High-throughput sequencing

Abstract High-throughput sequencing (HTS) has brought a paradigm shift in large-scale precision medicine initiatives. Recently, electronic health records have been integrated with HTS technologies to accrue genomic variants linked with disease phenotypes and generate patient specific reports with clinically actionable genomic variants. HTS innovations have drawn favorable clinical outcomes in cancer, monogenic, and syndromic conditions. In this scenario, HTS data analysis is going to be integral part, in the foreseeable future, for hospitals initiating genomics-guided therapeutic practice.

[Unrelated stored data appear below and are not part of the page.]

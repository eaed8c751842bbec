//! Idle-baseline health check for the amplifier.

use std::time::Duration;

use autoz_traits::{Cooperative, SampleSource};
use tracing::info;

use crate::config::WINDOW_HALF;
use crate::error::AutoZResult;
use crate::filter::{despike, low_pass};
use crate::hw_error::boxed;

/// Smallest idle spread a live amplifier shows.
pub const MIN_IDLE_SPREAD: f32 = 100.0;

#[derive(Debug, Clone, Copy, PartialEq)]
pub struct SelfCheckReport {
    pub min: f32,
    pub avg: f32,
    pub max: f32,
    pub healthy: bool,
}

impl SelfCheckReport {
    pub fn spread(&self) -> f32 {
        self.max - self.min
    }
}

/// Summarize filtered idle readings. Healthy iff the spread lies in
/// `[MIN_IDLE_SPREAD, upper)`.
pub fn summarize(vals: &mut [f32], lowpass_k: f32, upper: f32) -> Option<SelfCheckReport> {
    if vals.is_empty() {
        return None;
    }
    despike(vals);
    low_pass(vals, lowpass_k);
    let min = vals.iter().copied().fold(f32::INFINITY, f32::min);
    let max = vals.iter().copied().fold(f32::NEG_INFINITY, f32::max);
    let avg = vals.iter().sum::<f32>() / vals.len() as f32;
    let spread = max - min;
    Some(SelfCheckReport {
        min,
        avg,
        max,
        healthy: (MIN_IDLE_SPREAD..upper).contains(&spread),
    })
}

/// Discard a half window of readings to settle, then summarize the next half.
pub fn self_check<S, C>(
    source: &mut S,
    coop: &mut C,
    timeout: Duration,
    lowpass_k: f32,
    upper: f32,
) -> AutoZResult<SelfCheckReport>
where
    S: SampleSource + ?Sized,
    C: Cooperative + ?Sized,
{
    for _ in 0..WINDOW_HALF {
        source.read(timeout).map_err(boxed)?;
        coop.idle();
    }
    let mut vals = [0.0f32; WINDOW_HALF];
    for v in &mut vals {
        *v = source.read(timeout).map_err(boxed)? as f32;
        coop.idle();
    }
    let report = summarize(&mut vals, lowpass_k, upper).unwrap_or(SelfCheckReport {
        min: 0.0,
        avg: 0.0,
        max: 0.0,
        healthy: false,
    });
    info!(
        min = report.min,
        avg = report.avg,
        max = report.max,
        healthy = report.healthy,
        "amplifier self-check"
    );
    Ok(report)
}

Moreover, HTS analysis can identify the full spectrum of genetic variations, epigenetic changes, altered gene expressions, and gene fusions—both known and novel—with respect to disease phenotypes. Therefore, this chapter encompasses an overview of HTS data analysis protocols pertaining to genomics, transcriptomics, and epigenetic data. It also presents examples on raw data preprocessing/quality checking, DNA-seq analysis (whole exome) for short variants discovery and RNA-seq analysis to identify differentially expressed genes. The overview and examples would guide researchers/clinicians to identify genetic variants of clinical interest as well as potential biomarkers and drug targets of a disease. The examples dataset discussed in the chapter can also be accessed at www.genomics.icmr.org.in/htsdata/ .